Studies involving B12 and depression are conflicting. An association between low B12
intake and depression was found in women, but not in men (Sanchez-Villegas et al., 2009).
Higher dietary intakes of B12 appear to be protective of depressive symptoms in older adults
(Skarupski, et al., 2010), but no association between B12 intake and depression was found in
adolescents (Murakami et al., 2010). Studies showed that low serum B12 levels were associated
with symptoms of depression (Dimopoulos et al., 2007; Ng et al., 2009; Tiemeier et al., 2002),
but one study did not find this correlation (Sachdev et. al., 2005). In a group of disabled older
women, deficiency in serum B12 was associated with double the risk of severe depression
(Penninx et al., 2000).
As studies previously mentioned have shown, supplementation with B12 may be
effective at reducing symptoms of depression (El-Sisi, 2011; Nguyen et al., 2009). There are
case studies of treatment-resistant depression that when an underlying B12 deficiency was
discovered, improvement was shown with B12 supplementation (Kate et al., 2010; Milanlioğlu,
2011; Rao et al., 2008). In patients being treated with SSRIs, higher serum B12 levels were
associated with better treatment outcomes (Hintikka, Tolmunen, Tanskanen, & Viinamäki,
2003). Severe fatigue and depression after stroke is associated with B12 deficiency, and may be
alleviated with B12 supplementation (Almeida et al., 2010; Huijts, Duits, Staals, & van
Oostenbrugge, 2012). However, in a randomized double-blind placebo-controlled trial, no
improvement in depressive symptoms was achieved with B12 supplementation (Hvas, Juul,
26
Lauritzen, Nexø, & Ellegaard, 2004). There is a lack of trials using B12 to treat depression, and
the majority of research with B12 has focused on other psychiatric and neurological disorders
rather than depression.
Present Study
The review of the literature shows a strong correlation between B vitamin deficiencies
and depression, yet there have been few trials conducted that use B vitamins to treat symptoms
of depression. In the United States specifically, there has been little research and very few trials
conducted on using B vitamins to treat symptoms of depression, yet depression is a growing
healthcare burden. For this research, the following questions were asked:
1. Does B vitamin supplementation decrease symptoms of depression?

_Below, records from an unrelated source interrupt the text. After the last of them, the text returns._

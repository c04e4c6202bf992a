mod error;
mod serial_queue;
mod store;

pub use error::{MemoError, MemoResult};
pub use serial_queue::{Pending, QueueError, QueueResult, SerialQueue};
pub use store::{MemoStore, create_memo_file, open_memo, parse_address};

/// Byte that terminates the payload inside a chunk
pub const MEMO_END_OF_CONTENT: u8 = 0x03;

/// Default number of payload bytes per chunk for new tables
pub const DEFAULT_MEMO_CHUNK_LENGTH: usize = 100;
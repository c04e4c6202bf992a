use std::io::{self, Read, Write};
use std::path::PathBuf;

use anyhow::{Context, Result, bail};
use clap::{Args, Parser, Subcommand};
use tracing_subscriber::EnvFilter;

use textdb::memo::{DEFAULT_MEMO_CHUNK_LENGTH, create_memo_file, open_memo, parse_address};
use textdb::table::{FieldDef, FieldType, TableOptions};
use textdb::{REF_LENGTH, TextDb};

#[derive(Parser)]
#[command(author, version, about = "Flat-file text database tools")]
struct Cli {
    #[command(subcommand)]
    command: Command,
}

#[derive(Subcommand)]
enum Command {
    /// Work with a memo file directly
    #[command(subcommand)]
    Memo(MemoCommand),
    /// Manage a database and its tables
    #[command(subcommand)]
    Db(DbCommand),
}

#[derive(Args)]
struct MemoFile {
    /// Path to the memo file
    file: PathBuf,
    /// Chunk size in bytes, including the reference and end marker
    #[arg(long, default_value_t = DEFAULT_MEMO_CHUNK_LENGTH + REF_LENGTH + 1)]
    chunk_size: usize,
}

#[derive(Subcommand)]
enum MemoCommand {
    /// Create an empty memo file
    Create(MemoFile),
    /// Store a value and print its address. Reads stdin when no value is given.
    Write {
        #[command(flatten)]
        memo: MemoFile,
        value: Option<String>,
    },
    /// Print the value stored at an address
    Read {
        #[command(flatten)]
        memo: MemoFile,
        address: String,
    },
    /// Free the chunks of the value stored at an address
    Delete {
        #[command(flatten)]
        memo: MemoFile,
        address: String,
    },
    /// Print the head of the free list
    FreeHead(MemoFile),
}

#[derive(Args)]
struct DbLocation {
    /// Directory holding the database
    root: PathBuf,
    /// Database name, relative to the root
    name: String,
}

#[derive(Subcommand)]
enum DbCommand {
    /// Create an empty database
    Create(DbLocation),
    /// Add a table to a database
    CreateTable {
        #[command(flatten)]
        db: DbLocation,
        table: String,
        /// Field definitions as `name:type[:length]`
        #[arg(required = true)]
        fields: Vec<String>,
        /// Payload bytes per memo chunk
        #[arg(long)]
        memo_chunk_length: Option<usize>,
    },
    /// List the tables of a database
    Tables(DbLocation),
}

fn main() -> Result<()> {
    tracing_subscriber::fmt()
        .with_env_filter(EnvFilter::from_default_env())
        .with_writer(io::stderr)
        .init();

    let cli = Cli::parse();
    match cli.command {
        Command::Memo(command) => run_memo(command),
        Command::Db(command) => run_db(command),
    }
}

fn run_memo(command: MemoCommand) -> Result<()> {
    match command {
        MemoCommand::Create(memo) => {
            create_memo_file(&memo.file, memo.chunk_size)
                .with_context(|| format!("failed to create {}", memo.file.display()))?;
        }
        MemoCommand::Write { memo, value } => {
            let data = match value {
                Some(value) => value.into_bytes(),
                None => {
                    let mut data = Vec::new();
                    io::stdin()
                        .read_to_end(&mut data)
                        .context("failed to read stdin")?;
                    data
                }
            };
            let store = open_memo(&memo.file, memo.chunk_size)
                .with_context(|| format!("failed to open {}", memo.file.display()))?;
            let addr = store.write(&data)?;
            store.close()?;
            println!("{addr}");
        }
        MemoCommand::Read { memo, address } => {
            let addr = parse_address(&address)?;
            let store = open_memo(&memo.file, memo.chunk_size)
                .with_context(|| format!("failed to open {}", memo.file.display()))?;
            let data = store.read(addr)?;
            store.close()?;
            let mut stdout = io::stdout().lock();
            stdout.write_all(&data)?;
            stdout.write_all(b"\n")?;
        }
        MemoCommand::Delete { memo, address } => {
            let addr = parse_address(&address)?;
            let store = open_memo(&memo.file, memo.chunk_size)
                .with_context(|| format!("failed to open {}", memo.file.display()))?;
            store.delete(addr)?;
            store.close()?;
        }
        MemoCommand::FreeHead(memo) => {
            let store = open_memo(&memo.file, memo.chunk_size)
                .with_context(|| format!("failed to open {}", memo.file.display()))?;
            let head = store.free_head()?;
            store.close()?;
            println!("{head}");
        }
    }
    Ok(())
}

fn run_db(command: DbCommand) -> Result<()> {
    match command {
        DbCommand::Create(db) => {
            TextDb::create_database(&db.root, &db.name)?;
        }
        DbCommand::CreateTable {
            db,
            table,
            fields,
            memo_chunk_length,
        } => {
            let fields = fields
                .iter()
                .map(|field| parse_field(field))
                .collect::<Result<Vec<_>>>()?;
            let options = TableOptions { memo_chunk_length };

            let mut textdb = TextDb::open(&db.root, &db.name)?;
            textdb.create_table(&table, &fields, &options)?;
        }
        DbCommand::Tables(db) => {
            let textdb = TextDb::open(&db.root, &db.name)?;
            for name in textdb.table_names() {
                println!("{name}");
            }
        }
    }
    Ok(())
}

/// `name:type[:length]`
fn parse_field(text: &str) -> Result<FieldDef> {
    let mut parts = text.splitn(3, ':');
    let (Some(name), Some(field_type)) = (parts.next(), parts.next()) else {
        bail!("field {text:?} must look like name:type[:length]");
    };
    let field_type: FieldType = field_type.parse()?;
    let length = parts
        .next()
        .map(|length| {
            length
                .parse::<usize>()
                .with_context(|| format!("invalid length in field {text:?}"))
        })
        .transpose()?;

    Ok(FieldDef::new(name, field_type, length))
}

#[cfg(test)]
mod tests {
    use super::*;

    #[test]
    fn test_parse_field() {
        let field = parse_field("title:string:30").unwrap();
        assert_eq!(field, FieldDef::new("title", FieldType::String, Some(30)));

        let field = parse_field("notes:memo").unwrap();
        assert_eq!(field, FieldDef::new("notes", FieldType::Memo, None));

        assert!(parse_field("title").is_err());
        assert!(parse_field("title:date").is_err());
        assert!(parse_field("title:string:wide").is_err());
    }

    #[test]
    fn test_cli_parses() {
        use clap::CommandFactory;
        Cli::command().debug_assert();

        let cli = Cli::try_parse_from([
            "textdb",
            "memo",
            "read",
            "notes.mem",
            "3",
            "--chunk-size",
            "18",
        ])
        .unwrap();
        assert!(matches!(
            cli.command,
            Command::Memo(MemoCommand::Read { memo, address }) if memo.chunk_size == 18 && address == "3"
        ));
    }
}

H1: B vitamin supplementation will decrease symptoms of depression. As seen in
the literature review, there is a trend is towards improvement of depressive
symptoms with B vitamin supplementation. B vitamins show an interrelated
relationship, but the previously conducted trials only use one to three of the B
vitamins, which may explain the conflicted findings. Since this study uses a B
vitamin supplement that includes all of the B vitamins, an improvement in
depressive symptoms is expected.
2. Does B vitamin supplementation decrease symptoms of depression in people who take
antidepressants yet still experience symptoms of depression?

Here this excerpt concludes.